Start of RECORDS FOR PROCESSING
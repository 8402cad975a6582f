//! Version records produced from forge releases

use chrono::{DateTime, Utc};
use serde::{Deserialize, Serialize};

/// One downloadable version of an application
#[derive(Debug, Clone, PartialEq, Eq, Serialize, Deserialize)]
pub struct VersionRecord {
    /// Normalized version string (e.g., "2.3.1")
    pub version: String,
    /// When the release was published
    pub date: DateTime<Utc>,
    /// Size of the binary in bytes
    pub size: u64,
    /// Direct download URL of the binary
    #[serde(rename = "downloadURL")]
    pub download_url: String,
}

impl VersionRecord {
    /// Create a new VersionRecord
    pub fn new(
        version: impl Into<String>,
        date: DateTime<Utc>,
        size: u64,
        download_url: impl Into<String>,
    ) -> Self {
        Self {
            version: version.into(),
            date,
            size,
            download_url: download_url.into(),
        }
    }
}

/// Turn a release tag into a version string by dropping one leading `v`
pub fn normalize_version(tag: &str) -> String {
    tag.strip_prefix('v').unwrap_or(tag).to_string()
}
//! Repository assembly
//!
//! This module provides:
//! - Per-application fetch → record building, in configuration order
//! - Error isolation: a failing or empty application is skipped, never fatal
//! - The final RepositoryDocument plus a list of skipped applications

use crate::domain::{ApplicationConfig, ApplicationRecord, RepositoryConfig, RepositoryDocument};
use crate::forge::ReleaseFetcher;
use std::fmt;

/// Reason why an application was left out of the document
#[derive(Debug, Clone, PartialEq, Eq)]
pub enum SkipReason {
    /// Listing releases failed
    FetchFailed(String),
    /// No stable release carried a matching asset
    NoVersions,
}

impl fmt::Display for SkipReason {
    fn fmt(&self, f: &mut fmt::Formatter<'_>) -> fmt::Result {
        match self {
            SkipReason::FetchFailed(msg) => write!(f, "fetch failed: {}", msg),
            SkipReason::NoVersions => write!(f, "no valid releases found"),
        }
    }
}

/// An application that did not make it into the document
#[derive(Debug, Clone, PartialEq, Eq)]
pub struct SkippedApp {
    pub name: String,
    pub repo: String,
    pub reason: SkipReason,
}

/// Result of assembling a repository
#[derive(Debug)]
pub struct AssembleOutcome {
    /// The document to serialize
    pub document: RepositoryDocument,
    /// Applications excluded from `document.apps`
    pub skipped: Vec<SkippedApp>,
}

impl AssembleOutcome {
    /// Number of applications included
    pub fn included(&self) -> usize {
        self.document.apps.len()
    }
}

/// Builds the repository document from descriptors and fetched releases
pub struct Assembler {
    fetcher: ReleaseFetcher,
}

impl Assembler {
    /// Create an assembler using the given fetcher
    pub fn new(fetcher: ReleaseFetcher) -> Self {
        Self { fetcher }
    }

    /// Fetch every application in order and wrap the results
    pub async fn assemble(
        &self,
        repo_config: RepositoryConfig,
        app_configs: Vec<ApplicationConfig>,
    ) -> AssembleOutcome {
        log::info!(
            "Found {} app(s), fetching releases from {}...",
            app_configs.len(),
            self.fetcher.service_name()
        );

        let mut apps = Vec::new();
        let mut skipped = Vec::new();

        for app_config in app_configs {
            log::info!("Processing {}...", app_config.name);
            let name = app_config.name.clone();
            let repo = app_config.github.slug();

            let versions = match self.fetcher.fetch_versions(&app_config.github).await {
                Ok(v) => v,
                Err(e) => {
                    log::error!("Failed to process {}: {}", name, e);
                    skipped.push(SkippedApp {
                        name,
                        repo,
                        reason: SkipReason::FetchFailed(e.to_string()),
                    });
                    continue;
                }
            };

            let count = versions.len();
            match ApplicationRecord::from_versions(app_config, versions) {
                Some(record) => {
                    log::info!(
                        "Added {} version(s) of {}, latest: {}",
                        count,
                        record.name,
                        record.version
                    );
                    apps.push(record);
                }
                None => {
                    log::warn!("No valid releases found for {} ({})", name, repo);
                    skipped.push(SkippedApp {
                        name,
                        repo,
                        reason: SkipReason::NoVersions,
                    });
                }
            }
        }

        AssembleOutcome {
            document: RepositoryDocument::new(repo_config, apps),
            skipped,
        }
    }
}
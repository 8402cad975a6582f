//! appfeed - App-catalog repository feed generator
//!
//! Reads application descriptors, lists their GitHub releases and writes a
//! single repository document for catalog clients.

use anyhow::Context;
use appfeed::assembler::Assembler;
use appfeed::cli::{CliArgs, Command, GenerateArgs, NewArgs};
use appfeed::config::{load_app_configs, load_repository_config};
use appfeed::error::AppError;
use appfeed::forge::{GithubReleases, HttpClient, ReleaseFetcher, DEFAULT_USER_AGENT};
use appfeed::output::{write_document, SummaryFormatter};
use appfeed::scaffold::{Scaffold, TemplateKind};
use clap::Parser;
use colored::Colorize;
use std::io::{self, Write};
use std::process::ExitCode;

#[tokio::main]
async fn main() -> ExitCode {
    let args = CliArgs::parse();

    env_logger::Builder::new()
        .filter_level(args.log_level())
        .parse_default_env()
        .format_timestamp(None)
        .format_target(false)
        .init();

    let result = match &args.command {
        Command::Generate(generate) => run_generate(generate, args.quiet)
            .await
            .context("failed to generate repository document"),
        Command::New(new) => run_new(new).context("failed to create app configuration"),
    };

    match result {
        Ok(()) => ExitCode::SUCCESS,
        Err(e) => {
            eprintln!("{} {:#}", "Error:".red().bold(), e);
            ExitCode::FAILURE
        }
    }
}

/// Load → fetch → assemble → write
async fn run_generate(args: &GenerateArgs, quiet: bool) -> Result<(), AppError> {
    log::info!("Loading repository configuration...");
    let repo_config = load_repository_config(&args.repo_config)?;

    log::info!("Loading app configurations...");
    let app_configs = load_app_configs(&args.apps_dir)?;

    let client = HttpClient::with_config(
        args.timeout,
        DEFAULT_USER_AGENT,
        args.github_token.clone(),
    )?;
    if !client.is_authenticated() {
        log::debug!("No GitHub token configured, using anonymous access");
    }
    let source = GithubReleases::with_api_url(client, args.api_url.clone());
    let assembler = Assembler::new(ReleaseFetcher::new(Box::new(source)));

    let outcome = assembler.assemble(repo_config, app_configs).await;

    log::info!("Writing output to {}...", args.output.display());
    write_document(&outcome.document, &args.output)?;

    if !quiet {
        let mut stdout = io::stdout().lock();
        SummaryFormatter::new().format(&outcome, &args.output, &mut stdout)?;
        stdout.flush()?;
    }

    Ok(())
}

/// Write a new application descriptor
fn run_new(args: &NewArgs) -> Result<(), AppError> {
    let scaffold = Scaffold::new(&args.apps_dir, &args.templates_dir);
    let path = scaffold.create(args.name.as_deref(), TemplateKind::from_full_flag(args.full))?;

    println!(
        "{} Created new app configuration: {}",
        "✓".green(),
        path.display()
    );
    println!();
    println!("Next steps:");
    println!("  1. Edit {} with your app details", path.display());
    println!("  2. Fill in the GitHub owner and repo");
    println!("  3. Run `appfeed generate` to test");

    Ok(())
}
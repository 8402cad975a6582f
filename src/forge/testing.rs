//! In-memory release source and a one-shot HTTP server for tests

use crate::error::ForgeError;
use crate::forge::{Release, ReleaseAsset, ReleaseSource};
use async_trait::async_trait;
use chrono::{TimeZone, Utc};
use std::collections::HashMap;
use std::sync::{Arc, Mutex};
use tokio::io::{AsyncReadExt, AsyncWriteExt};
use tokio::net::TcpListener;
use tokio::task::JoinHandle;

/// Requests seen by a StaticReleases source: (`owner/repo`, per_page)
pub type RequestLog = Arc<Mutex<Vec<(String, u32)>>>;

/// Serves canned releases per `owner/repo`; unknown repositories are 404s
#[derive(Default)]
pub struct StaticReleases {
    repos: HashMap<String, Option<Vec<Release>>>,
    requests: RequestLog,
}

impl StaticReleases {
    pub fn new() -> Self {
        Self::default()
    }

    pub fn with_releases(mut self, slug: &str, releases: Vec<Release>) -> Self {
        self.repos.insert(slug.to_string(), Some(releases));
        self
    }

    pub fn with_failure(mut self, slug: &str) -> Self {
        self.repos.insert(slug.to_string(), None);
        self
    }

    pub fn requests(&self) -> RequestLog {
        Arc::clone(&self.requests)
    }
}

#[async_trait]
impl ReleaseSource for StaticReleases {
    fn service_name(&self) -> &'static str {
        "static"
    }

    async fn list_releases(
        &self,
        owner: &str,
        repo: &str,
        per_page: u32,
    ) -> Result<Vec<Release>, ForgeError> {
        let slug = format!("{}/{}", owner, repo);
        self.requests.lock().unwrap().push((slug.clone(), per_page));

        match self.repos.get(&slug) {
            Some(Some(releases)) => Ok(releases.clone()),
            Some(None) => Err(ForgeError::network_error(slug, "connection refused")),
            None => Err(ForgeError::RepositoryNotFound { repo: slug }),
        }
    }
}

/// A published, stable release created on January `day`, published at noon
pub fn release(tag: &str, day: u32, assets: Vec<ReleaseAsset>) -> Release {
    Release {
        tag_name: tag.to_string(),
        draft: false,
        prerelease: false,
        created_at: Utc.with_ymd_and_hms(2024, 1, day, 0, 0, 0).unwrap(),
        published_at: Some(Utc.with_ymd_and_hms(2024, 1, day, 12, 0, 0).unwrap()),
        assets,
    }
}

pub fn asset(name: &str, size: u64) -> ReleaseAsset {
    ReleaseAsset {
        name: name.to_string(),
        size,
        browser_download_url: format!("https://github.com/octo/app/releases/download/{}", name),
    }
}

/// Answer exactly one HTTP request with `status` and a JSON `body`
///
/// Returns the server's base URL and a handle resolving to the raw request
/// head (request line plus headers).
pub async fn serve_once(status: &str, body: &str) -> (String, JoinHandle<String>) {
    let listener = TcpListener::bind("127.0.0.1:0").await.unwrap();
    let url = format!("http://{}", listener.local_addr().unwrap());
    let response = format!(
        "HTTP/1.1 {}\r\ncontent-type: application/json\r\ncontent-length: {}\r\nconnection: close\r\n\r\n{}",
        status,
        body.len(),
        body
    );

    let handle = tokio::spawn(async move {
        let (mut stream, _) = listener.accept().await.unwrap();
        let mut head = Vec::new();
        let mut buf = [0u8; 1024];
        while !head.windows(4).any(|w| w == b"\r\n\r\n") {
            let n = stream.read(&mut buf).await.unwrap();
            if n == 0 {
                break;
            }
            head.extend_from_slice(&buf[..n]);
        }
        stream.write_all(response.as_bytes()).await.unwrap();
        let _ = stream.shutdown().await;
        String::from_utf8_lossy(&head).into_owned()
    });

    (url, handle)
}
End of RECORDS FOR PROCESSING
§ **ASSIGNMENT**:
The answer must be a single number: the count of lines in the entries that include "await".

§ **RESPONSE TO THE TASK**:
8